Monday, September 23, 2013

Babes in the Woods


I went temporarily insane yesterday.
These do not work.!

Nope, not because of the fact that a tube of toothpaste is no longer a simple means to a fresh feeling mouth what with all the flip tops and the clogging and....ah, forget it.

I went insane because the cost of true love is very high. Allow me to explain...

I don't know where I went wrong raising my son, Charlie. He has become a nature enthusiast. He loves to go camping---all alone. 

Good morning, Charlie.
Despite years of trying to explain that camp sites, the woods, hillsides and picturesque spots with waterfalls all look pretty in the sunshine, but at night become sinister havens for meth cooks who will kill him after he's stumbled upon their labs, bears who wish to maim then eat him, psychos who want to torture and dismember him for fun, insects who want to paralyze him with their venom, sasquatches who want to drag him around by the ankles and then marry him and lightening that wants to strike him and erase his memory.
Good afternoon.

Growing up in Brooklyn, if a leaf so much as tickled my cheek, I would roll into a ball and spin away. 

Grass harbored bugs and spit, dog poop and broken glass. Pavement was all I trusted. You want nature, watch "Born Free." I tried to make my kids understand this.

But off Charlie went the other day...but not before warning me that he was going to shut his phone off and that I'd hear from him in two days. WHAT?

Oh, no. Please, no.
"Mommy, I got here safely
but I'm lonely already."

Even Henry David Thoreau texted his mommy when he reached Walden Pond. Who did Charlie think he was? 

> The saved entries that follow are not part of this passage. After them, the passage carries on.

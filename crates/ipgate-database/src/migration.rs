//! Embedded schema migrations.
//!
//! The `users` and `sessions` tables normally belong to the host
//! application; the migrations only create them when they are missing so
//! a standalone deployment has something to read.

use sqlx::PgPool;
use sqlx::migrate::Migrator;
use tracing::info;

use ipgate_core::error::{AppError, ErrorKind};

/// Migrations compiled into the binary from the workspace `migrations/` directory.
pub static MIGRATOR: Migrator = sqlx::migrate!("../../migrations");

/// Apply all pending migrations.
pub async fn run_migrations(pool: &PgPool) -> Result<(), AppError> {
    info!(
        available = MIGRATOR.iter().count(),
        "Applying database migrations"
    );

    MIGRATOR.run(pool).await.map_err(|e| {
        AppError::with_source(
            ErrorKind::Database,
            format!("Failed to run migrations: {e}"),
            e,
        )
    })?;

    info!("Database schema is up to date");
    Ok(())
}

He was steadfast. My wails did not move him. He wanted to escape the madding crowd, feel the breeze, sleep under the stars, investigate for himself whether female sasquatches are -- as reported by National Geographic (or, was that the National Enquirer?) --  really anatomically similar to human girls. 

He wanted freedom.

Tom reassured me that he would be "just fine." Seth helpfully added, "He's a full grown man, for God's sake!"

Full grown man??? Are they out of their minds?  He just popped out of the womb........24 years ago.
If they're not real, who is this?

I was okay for half the day. But on the way to Trader Joes (I know, it was a Saturday...what was I thinking?), fear got the better of me. I really got scared. No joke. I had texted him earlier despite knowing he'd pulled the cone of silence over himself  but now I texted again....explaining that my maternal fear superceded his need for solitude. I was a mess.
No calories if taken for
medicinal purposes.

A few hours and a bag of trader Joe's peanut butter covered pretzel nuggets later, Charlie replied with three words: I am alive.

I was immensely relieved but also fully understood that the psycho who had slashed through his tent to eat his eyeballs could have written this response to delay the search parties.

Despite this, I felt much calmer and relaxed even more when Mr. I Want to Be Alone sent an email with a picture of himself, in one piece and smiling. He will not understand, until he is a parent, how much that meant to me.

To me, "roughing it" is a hotel room that doesn't provide little bottles of shampoo and lotion. While Charlie did remind me that s'mores can be part of any camping experience, I maintain that s'mores can be enjoyed in a hotel room...until the smoke detector goes off and security kicks down the door, that is...but that works for me and it should for him, as well.
My home town in
the 1970's.

It's all relative. I rode the subway alone at night in New York City in the 70's....and there were no cell phones. My mother didn't know if I was alive until my key turned in the door. I cannot imagine how scared she must have been.

As I said before, the cost of love is high. You give them your whole heart and they go camping...or they ride the subway...or do a million other scary things. 

You can smash their kneecaps with a sledgehammer (not my idea---remember Kathy Bates in the movie "Misery?") to keep them in one place or just pray and fret.
Does anyone have a sledgehammer I can borrow?*

The only kind of camping I endorse.

 *Actually, I have my own sledgehammer.